The Student News Site of San Francisco State University

Golden Gate Xpress

Inside the Library Retrieval System

A hidden behemoth of books
+Andrea+Guidara%2C+the+head+of+access+services+for+the+J.+Paul+Leonard+Library%2C+pulls+out+a+book+from+one+of+the+library+retrieval+system%E2%80%99s+bins+on+Dec.+4%2C+2023.+%28Neal+Wong%2FGolden+Gate+Xpress%29%0A
Neal Wong
Andrea Guidara, the head of access services for the J. Paul Leonard Library, pulls out a book from one of the library retrieval system’s bins on Dec. 4, 2023. (Neal Wong/Golden Gate Xpress)

There’s a three-story robot in the J. Paul Leonard Library that over 4,000 people walk past every day. Many of them don’t even know it’s there.

The library retrieval system is a type of automated storage and retrieval system. It spans the ground, first and second floors of the San Francisco State University library building and contains about 75% of the library’s circulating collection, including books, government documents, film, CDs and vinyl records.

University Librarian Deborah C. Masters has been in charge of the J. Paul Leonard Library since 1995. She remembers when the library was filled with bookshelves, called “stacks” in librarian jargon.

A long-exposure photo of students walking past the library retrieval system doors on Dec. 4, 2023. (Neal Wong /Golden Gate Xpress)

“We had miles and miles, it felt like, of book stacks,” Masters said. “That’s not where people spend their time. It’s not the kind of space they need. They want space to study by themselves and study interactively with other people, and that’s what we can offer them now.”

From 2008 to 2012, the library building underwent a $108 million renovation and expansion project, growing from 282,500 to 362,500 square feet. The library retrieval system was installed in 2010, freeing up space throughout the library for students. It took six weeks to move books into the system during the summer of 2010, said Andrea Guidara, the head of access services for the J. Paul Leonard Library.

“When you’re just out in the sea of tables, just imagine that being stacks of books instead,” Guidara said. She was a student assistant during the renovation and now directly oversees the library retrieval system.

When library patrons use OneSearch, the library’s catalog search system, they can see the locations of library items in the circulating collection. Items located inside the library retrieval system can be requested online or in person at the checkout and pickup desk on the first floor.
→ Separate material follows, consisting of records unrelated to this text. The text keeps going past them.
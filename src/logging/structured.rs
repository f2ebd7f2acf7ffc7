// This Source Code Form is subject to the terms of the Mozilla Public
// License, v. 2.0. If a copy of the MPL was not distributed with this
// file, You can obtain one at https://mozilla.org/MPL/2.0/.

//! Structured logging on top of slog, with terminal or JSON output.

use slog::{Drain, FnValue, Logger, Record, o};
use slog_async::Async;
use slog_json::Json;
use slog_term::{FullFormat, TermDecorator};
use std::io;

/// Structured logging format options
#[derive(Debug, Clone, Copy, PartialEq, Eq)]
pub enum LogFormat {
    /// Human-readable terminal output
    Terminal,
    /// JSON formatted output
    Json,
}

/// Structured logger configuration
#[derive(Debug, Clone)]
pub struct LoggerConfig {
    /// Output format (Terminal or JSON)
    pub format: LogFormat,
    /// Log level
    pub level: slog::Level,
    /// Whether to include source code location
    pub include_location: bool,
    /// Whether to include thread ID
    pub include_thread_id: bool,
    /// Additional static key-value pairs to include in all logs
    pub static_fields: Vec<(String, String)>,
}

impl Default for LoggerConfig {
    fn default() -> Self {
        Self {
            format: LogFormat::Terminal,
            level: slog::Level::Info,
            include_location: true,
            include_thread_id: true,
            static_fields: Vec::new(),
        }
    }
}

/// Create a structured logger with the given configuration
pub fn create_logger(config: &LoggerConfig) -> Logger {
    let root = match config.format {
        LogFormat::Terminal => {
            let decorator = TermDecorator::new().build();
            let drain = FullFormat::new(decorator).build().fuse();
            let drain = drain.filter_level(config.level).fuse();
            Logger::root(Async::new(drain).build().fuse(), o!())
        }
        LogFormat::Json => {
            let drain = Json::new(io::stdout()).add_default_keys().build().fuse();
            let drain = drain.filter_level(config.level).fuse();
            Logger::root(Async::new(drain).build().fuse(), o!())
        }
    };
    with_context_fields(root, config)
}

/// Attach location, thread and static fields to `logger`.
pub fn with_context_fields(logger: Logger, config: &LoggerConfig) -> Logger {
    let mut logger = logger;

    if config.include_location {
        logger = logger.new(o!(
            "location" => FnValue(|record: &Record| format!("{}:{}", record.file(), record.line()))
        ));
    }
    if config.include_thread_id {
        logger = logger.new(o!(
            "thread" => FnValue(|_: &Record| format!("{:?}", std::thread::current().id()))
        ));
    }

    for (key, value) in &config.static_fields {
        // slog keys are 'static; fields are installed once per process
        let key_str: &'static str = Box::leak(key.clone().into_boxed_str());
        logger = logger.new(o!(key_str => value.clone()));
    }

    logger
}

/// Global logger guard that keeps the logger alive
pub struct LoggerGuard {
    _guard: slog_scope::GlobalLoggerGuard,
}

/// Initialize the global structured logger
pub fn init_global_logger(config: &LoggerConfig) -> LoggerGuard {
    let logger = create_logger(config);
    let guard = slog_scope::set_global_logger(logger);

    LoggerGuard { _guard: guard }
}
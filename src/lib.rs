// This Source Code Form is subject to the terms of the Mozilla Public
// License, v. 2.0. If a copy of the MPL was not distributed with this
// file, You can obtain one at https://mozilla.org/MPL/2.0/.

//! Surrogate - runtime proxy generation for a dynamic type model
//!
//! Surrogate synthesizes new types at run time that extend a class or
//! implement an interface, routing selected method calls through
//! user-supplied interceptors.  An interceptor receives the instance, the
//! method, a handle that runs the original behavior, and the arguments.
//!
//! # Core Principles
//!
//! - **Explicit metamodel**: targets are described with [`TypeBuilder`];
//!   there is no reflection over host types
//! - **First match wins**: each method binds to the first matching rule, once,
//!   at generation time
//! - **Pluggable backends**: `intercepting`, `subclass` and `interface`, picked
//!   from a priority list or pinned by name
//! - **Generate once**: identical requests share one cached proxy type, even
//!   under concurrency
//!
//! # Configuration System
//!
//! Engines are assembled by [`SurrogateLoader`] from layered configuration:
//! files (JSON, TOML, YAML), environment variables and in-memory providers.
//! The `proxy` key carries the backend priority list, logging settings and
//! rules declared as data.
//!
//! # Example
//!
//! ```rust,no_run
//! use std::sync::Arc;
//! use serde_json::json;
//! use surrogate::{MethodDescriptor, NameMatcher, Rule, RuleSet, Surrogate, TypeBuilder, ValueType};
//!
//! let greeter = TypeBuilder::class("Greeter")
//!     .method(
//!         MethodDescriptor::new("hello", vec![ValueType::String], ValueType::String)
//!             .with_body(|_, args| Ok(json!(format!("hello, {}", args[0])))),
//!     )
//!     .build();
//!
//! let rules = RuleSet::new(vec![Rule::from_fn(
//!     Arc::new(NameMatcher::of("hello")),
//!     |_, _, super_invoke, args| {
//!         let original = super_invoke.invoke(args)?;
//!         Ok(json!(format!("proxy-> {}", original.as_str().unwrap_or_default())))
//!     },
//! )]);
//!
//! let surrogate = Surrogate::loader().build()?;
//! let class = surrogate.proxy_class(&greeter, &rules)?;
//! let instance = class.new_instance(&[])?;
//! println!("{}", instance.invoke("hello", &[json!("world")])?);
//! # Ok::<(), Box<dyn std::error::Error>>(())
//! ```

// Module declarations
pub mod backend;
pub mod cache;
pub mod config;
pub mod core;
pub mod loader;
pub mod logging;
pub mod proxy;
pub mod reflect;
pub mod rules;

// Re-export key types at the crate root for convenience
pub use backend::{Backend, BackendFactory, BackendRegistry, Capabilities, register_backend};
pub use cache::{LoadingContext, ProxyTypeCache, ProxyTypeKey};
pub use config::{Config, ConfigError, ConfigProvider, ConfigProviderExt};
pub use core::{
    ConstructorDescriptor, MethodDescriptor, MethodSignature, ProxyError, TargetType, TypeBuilder,
    TypeKind, Value, ValueType, Visibility,
};
pub use loader::{LoaderError, Surrogate, SurrogateLoader};
pub use proxy::{Instance, ProxyClass, ProxyType, SuperInvoke};
pub use rules::{
    AnyMatcher, Interceptor, MatcherFactory, MethodMatcher, NameMatcher, Rule, RuleId, RuleSet,
    SignatureMatcher, register_interceptor, register_matcher,
};
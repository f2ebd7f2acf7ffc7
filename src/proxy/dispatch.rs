// This Source Code Form is subject to the terms of the Mozilla Public
// License, v. 2.0. If a copy of the MPL was not distributed with this
// file, You can obtain one at https://mozilla.org/MPL/2.0/.

//! Per-type decision table, built once at generation time.

use std::collections::HashMap;
use std::sync::Arc;

use crate::core::{MethodDescriptor, MethodSignature, ProxyError, Value};
use crate::reflect;
use crate::rules::{Interceptor, RuleSet};
use crate::core::TargetType;

/// What a call to one method of a generated type does.
#[derive(Debug, Clone)]
pub enum Slot {
    /// Run the interceptor of rule `rule`
    Intercepted { rule: usize, method: Arc<MethodDescriptor> },
    /// Run the original (or default) body
    Direct { method: Arc<MethodDescriptor> },
    /// No body and no rule; the type cannot be instantiated
    Abstract { method: Arc<MethodDescriptor> },
    /// No body and no rule, stubbed to fail on every call
    Unimplemented { method: Arc<MethodDescriptor> },
}

impl Slot {
    pub fn method(&self) -> &Arc<MethodDescriptor> {
        match self {
            Slot::Intercepted { method, .. }
            | Slot::Direct { method }
            | Slot::Abstract { method }
            | Slot::Unimplemented { method } => method,
        }
    }

    pub fn is_intercepted(&self) -> bool {
        matches!(self, Slot::Intercepted { .. })
    }
}

/// Signature → slot mapping of one type.
#[derive(Debug)]
pub struct DispatchTable {
    type_name: String,
    rules: RuleSet,
    slots: Vec<Slot>,
    by_signature: HashMap<MethodSignature, usize>,
    by_name: HashMap<String, Vec<usize>>,
}

impl DispatchTable {
    pub fn new(type_name: &str, rules: RuleSet) -> Self {
        Self {
            type_name: type_name.to_string(),
            rules,
            slots: Vec::new(),
            by_signature: HashMap::new(),
            by_name: HashMap::new(),
        }
    }

    /// Table of an un-proxied type: every method runs its own body.
    pub fn plain(target: &TargetType) -> Self {
        let mut table = Self::new(target.name(), RuleSet::empty());
        for method in reflect::instance_methods(target).iter() {
            let slot = if method.is_abstract() {
                Slot::Abstract { method: method.clone() }
            } else {
                Slot::Direct { method: method.clone() }
            };
            table.push(slot);
        }
        table
    }

    /// Append a slot. A signature already present keeps its first slot.
    pub fn push(&mut self, slot: Slot) {
        let signature = slot.method().signature.clone();
        if self.by_signature.contains_key(&signature) {
            return;
        }
        let idx = self.slots.len();
        self.by_name.entry(signature.name.clone()).or_default().push(idx);
        self.by_signature.insert(signature, idx);
        self.slots.push(slot);
    }

    pub fn type_name(&self) -> &str {
        &self.type_name
    }

    pub fn rules(&self) -> &RuleSet {
        &self.rules
    }

    pub fn slots(&self) -> &[Slot] {
        &self.slots
    }

    pub fn slot(&self, signature: &MethodSignature) -> Option<&Slot> {
        self.by_signature.get(signature).map(|&idx| &self.slots[idx])
    }

    pub fn interceptor(&self, rule: usize) -> Option<&Arc<dyn Interceptor>> {
        self.rules.get(rule).map(|r| r.interceptor())
    }

    pub fn has_method(&self, name: &str) -> bool {
        self.by_name.contains_key(name)
    }

    pub fn is_instantiable(&self) -> bool {
        !self.slots.iter().any(|s| matches!(s, Slot::Abstract { .. }))
    }

    /// Signatures left without any behavior.
    pub fn abstract_methods(&self) -> Vec<&MethodSignature> {
        self.slots
            .iter()
            .filter(|s| matches!(s, Slot::Abstract { .. }))
            .map(|s| &s.method().signature)
            .collect()
    }

    /// Overload resolution: first declared method of that name whose
    /// parameters accept the arguments.
    pub fn resolve(&self, name: &str, args: &[Value]) -> Result<&Slot, ProxyError> {
        let candidates = self.by_name.get(name).ok_or_else(|| ProxyError::NoSuchMethod {
            type_name: self.type_name.clone(),
            method: name.to_string(),
        })?;

        let mut first_error = None;
        for &idx in candidates {
            let slot = &self.slots[idx];
            match slot.method().check_args(args) {
                Ok(()) => return Ok(slot),
                Err(e) => {
                    first_error.get_or_insert(e);
                }
            }
        }

        Err(first_error.unwrap_or_else(|| ProxyError::NoSuchMethod {
            type_name: self.type_name.clone(),
            method: name.to_string(),
        }))
    }
}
One of the library retrieval system’s bins in the J. Paul Leonard Library on Dec. 4, 2023. (Neal Wong /Golden Gate Xpress)

When somebody requests an item through OneSearch, the retrieval system moves a crane to pull out a bin. Each bin is divided into six sectors. The retrieval system tells a library employee the barcode of a requested item and which sector of a bin the item is located in. The last four digits of an item’s barcode are written on top of each item. An employee removes the item by hand and scans it, emailing a notification to the requester.

Once a book or other item has been retrieved, a requester can pick up the item at the checkout and pickup desk. According to Guidara, the library retrieval system fulfilled 2,904 OneSearch requests in 2022.

“We’ve got five aisles here; each aisle has a crane and then each aisle also has two computer stations on each side,” Guidara said.

The system has 20,164 bins in total. The outer four aisles have 6-inch and 10-inch bins, while aisle three has 12-inch and 15-inch bins. Most books can be returned to any of the outer four aisles.

One of the library retrieval system’s cranes is seen in the J. Paul Leonard Library on Dec. 4, 2023. (Neal Wong /Golden Gate Xpress)

“We’ve got different-sized bins to accommodate different-sized books,” Guidara said.

The mezzanine on the first floor of the library is where almost all work is done in the library retrieval system room. The door to the workspace is across from the condiment station of Peet’s Coffee, the area where patrons can help themselves to napkins, straws and half-and-half.

Library visitors are welcome to peek inside if the doors are open.

Victor Aguilar, the SFSU presidential aide, provides tours of the campus to prospective students. He said he takes them to the library retrieval system on every tour.

“Whenever I think of a library, I just think about going into the bookshelves and spending hours upon hours looking for a book,” he said. “So, this is really cool because it saves a lot of time and I just think it’s innovative.”

Aguilar, a former student at SFSU, also appreciated that the system was a more efficient way to store books and other library items, allowing the library to have more study spaces for students instead of shelves.

“It’s very cool and very high-tech,” said Julia Pappas, a prospective student Aguilar was giving a tour to. “I have never seen anything like this before.”

Students can contact Guidara for a guided tour and demonstration of the library retrieval system. Faculty wanting to bring their classes for tours and demonstrations of the system should contact their library liaisons.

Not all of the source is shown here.